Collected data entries
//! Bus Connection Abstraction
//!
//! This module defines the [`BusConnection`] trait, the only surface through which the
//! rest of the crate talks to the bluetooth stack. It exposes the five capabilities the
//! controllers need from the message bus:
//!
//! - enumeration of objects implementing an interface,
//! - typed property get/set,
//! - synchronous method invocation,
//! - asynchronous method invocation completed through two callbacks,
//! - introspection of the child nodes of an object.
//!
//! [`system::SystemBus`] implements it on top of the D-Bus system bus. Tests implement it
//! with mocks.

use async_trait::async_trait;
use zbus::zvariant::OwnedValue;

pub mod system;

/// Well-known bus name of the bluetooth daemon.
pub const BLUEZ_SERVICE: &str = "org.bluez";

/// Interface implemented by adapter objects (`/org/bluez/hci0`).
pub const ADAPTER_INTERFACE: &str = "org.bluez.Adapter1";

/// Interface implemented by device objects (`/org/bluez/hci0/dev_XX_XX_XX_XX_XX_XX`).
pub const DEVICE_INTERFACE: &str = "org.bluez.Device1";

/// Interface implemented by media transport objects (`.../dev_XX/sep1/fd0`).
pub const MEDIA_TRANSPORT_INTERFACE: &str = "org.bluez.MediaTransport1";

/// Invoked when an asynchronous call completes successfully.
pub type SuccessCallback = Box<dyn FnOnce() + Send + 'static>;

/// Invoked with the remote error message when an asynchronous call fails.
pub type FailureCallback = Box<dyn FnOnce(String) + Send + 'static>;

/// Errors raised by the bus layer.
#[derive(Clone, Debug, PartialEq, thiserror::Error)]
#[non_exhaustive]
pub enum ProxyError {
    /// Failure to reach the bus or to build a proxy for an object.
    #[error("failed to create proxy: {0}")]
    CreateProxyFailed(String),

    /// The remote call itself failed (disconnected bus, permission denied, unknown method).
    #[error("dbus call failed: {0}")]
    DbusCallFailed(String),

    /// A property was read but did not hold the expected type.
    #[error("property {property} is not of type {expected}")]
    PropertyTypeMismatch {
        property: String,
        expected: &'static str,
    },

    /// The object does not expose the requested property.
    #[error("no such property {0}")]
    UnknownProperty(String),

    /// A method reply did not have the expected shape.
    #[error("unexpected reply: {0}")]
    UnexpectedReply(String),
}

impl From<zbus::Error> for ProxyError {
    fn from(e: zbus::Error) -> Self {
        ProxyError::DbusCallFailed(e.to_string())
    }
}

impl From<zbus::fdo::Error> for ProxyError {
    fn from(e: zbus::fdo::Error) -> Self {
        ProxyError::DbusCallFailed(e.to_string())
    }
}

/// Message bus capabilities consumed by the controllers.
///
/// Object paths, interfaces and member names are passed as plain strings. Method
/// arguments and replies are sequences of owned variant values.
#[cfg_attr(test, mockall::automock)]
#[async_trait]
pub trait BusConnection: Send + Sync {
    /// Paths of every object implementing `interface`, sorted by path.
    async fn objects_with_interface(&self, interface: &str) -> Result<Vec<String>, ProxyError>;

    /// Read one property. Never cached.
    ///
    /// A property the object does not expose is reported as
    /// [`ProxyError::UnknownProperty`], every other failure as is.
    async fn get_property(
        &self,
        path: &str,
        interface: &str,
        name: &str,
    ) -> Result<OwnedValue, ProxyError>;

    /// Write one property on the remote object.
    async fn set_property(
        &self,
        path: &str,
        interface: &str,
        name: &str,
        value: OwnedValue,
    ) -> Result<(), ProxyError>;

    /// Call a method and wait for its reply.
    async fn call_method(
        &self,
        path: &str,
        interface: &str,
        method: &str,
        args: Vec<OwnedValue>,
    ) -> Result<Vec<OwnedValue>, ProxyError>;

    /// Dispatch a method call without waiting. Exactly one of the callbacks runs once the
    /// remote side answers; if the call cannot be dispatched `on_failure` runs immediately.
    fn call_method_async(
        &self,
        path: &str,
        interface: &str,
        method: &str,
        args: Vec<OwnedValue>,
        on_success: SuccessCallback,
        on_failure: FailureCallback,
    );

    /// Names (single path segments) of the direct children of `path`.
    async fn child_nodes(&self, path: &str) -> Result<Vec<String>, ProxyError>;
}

● What you are asked to do: Return the records in full, exactly as they read.

● The answer:
//! Bus Connection Abstraction
//!
//! This module defines the [`BusConnection`] trait, the only surface through which the
//! rest of the crate talks to the bluetooth stack. It exposes the five capabilities the
//! controllers need from the message bus:
//!
//! - enumeration of objects implementing an interface,
//! - typed property get/set,
//! - synchronous method invocation,
//! - asynchronous method invocation completed through two callbacks,
//! - introspection of the child nodes of an object.
//!
//! [`system::SystemBus`] implements it on top of the D-Bus system bus. Tests implement it
//! with mocks.

use async_trait::async_trait;
use zbus::zvariant::OwnedValue;

pub mod system;

/// Well-known bus name of the bluetooth daemon.
pub const BLUEZ_SERVICE: &str = "org.bluez";

/// Interface implemented by adapter objects (`/org/bluez/hci0`).
pub const ADAPTER_INTERFACE: &str = "org.bluez.Adapter1";

/// Interface implemented by device objects (`/org/bluez/hci0/dev_XX_XX_XX_XX_XX_XX`).
pub const DEVICE_INTERFACE: &str = "org.bluez.Device1";

/// Interface implemented by media transport objects (`.../dev_XX/sep1/fd0`).
pub const MEDIA_TRANSPORT_INTERFACE: &str = "org.bluez.MediaTransport1";

/// Invoked when an asynchronous call completes successfully.
pub type SuccessCallback = Box<dyn FnOnce() + Send + 'static>;

/// Invoked with the remote error message when an asynchronous call fails.
pub type FailureCallback = Box<dyn FnOnce(String) + Send + 'static>;

/// Errors raised by the bus layer.
#[derive(Clone, Debug, PartialEq, thiserror::Error)]
#[non_exhaustive]
pub enum ProxyError {
    /// Failure to reach the bus or to build a proxy for an object.
    #[error("failed to create proxy: {0}")]
    CreateProxyFailed(String),

    /// The remote call itself failed (disconnected bus, permission denied, unknown method).
    #[error("dbus call failed: {0}")]
    DbusCallFailed(String),

    /// A property was read but did not hold the expected type.
    #[error("property {property} is not of type {expected}")]
    PropertyTypeMismatch {
        property: String,
        expected: &'static str,
    },

    /// The object does not expose the requested property.
    #[error("no such property {0}")]
    UnknownProperty(String),

    /// A method reply did not have the expected shape.
    #[error("unexpected reply: {0}")]
    UnexpectedReply(String),
}

impl From<zbus::Error> for ProxyError {
    fn from(e: zbus::Error) -> Self {
        ProxyError::DbusCallFailed(e.to_string())
    }
}

impl From<zbus::fdo::Error> for ProxyError {
    fn from(e: zbus::fdo::Error) -> Self {
        ProxyError::DbusCallFailed(e.to_string())
    }
}

/// Message bus capabilities consumed by the controllers.
///
/// Object paths, interfaces and member names are passed as plain strings. Method
/// arguments and replies are sequences of owned variant values.
#[cfg_attr(test, mockall::automock)]
#[async_trait]
pub trait BusConnection: Send + Sync {
    /// Paths of every object implementing `interface`, sorted by path.
    async fn objects_with_interface(&self, interface: &str) -> Result<Vec<String>, ProxyError>;

    /// Read one property. Never cached.
    ///
    /// A property the object does not expose is reported as
    /// [`ProxyError::UnknownProperty`], every other failure as is.
    async fn get_property(
        &self,
        path: &str,
        interface: &str,
        name: &str,
    ) -> Result<OwnedValue, ProxyError>;

    /// Write one property on the remote object.
    async fn set_property(
        &self,
        path: &str,
        interface: &str,
        name: &str,
        value: OwnedValue,
    ) -> Result<(), ProxyError>;

    /// Call a method and wait for its reply.
    async fn call_method(
        &self,
        path: &str,
        interface: &str,
        method: &str,
        args: Vec<OwnedValue>,
    ) -> Result<Vec<OwnedValue>, ProxyError>;

    /// Dispatch a method call without waiting. Exactly one of the callbacks runs once the
    /// remote side answers; if the call cannot be dispatched `on_failure` runs immediately.
    fn call_method_async(
        &self,
        path: &str,
        interface: &str,
        method: &str,
        args: Vec<OwnedValue>,
        on_success: SuccessCallback,
        on_failure: FailureCallback,
    );

    /// Names (single path segments) of the direct children of `path`.
    async fn child_nodes(&self, path: &str) -> Result<Vec<String>, ProxyError>;
}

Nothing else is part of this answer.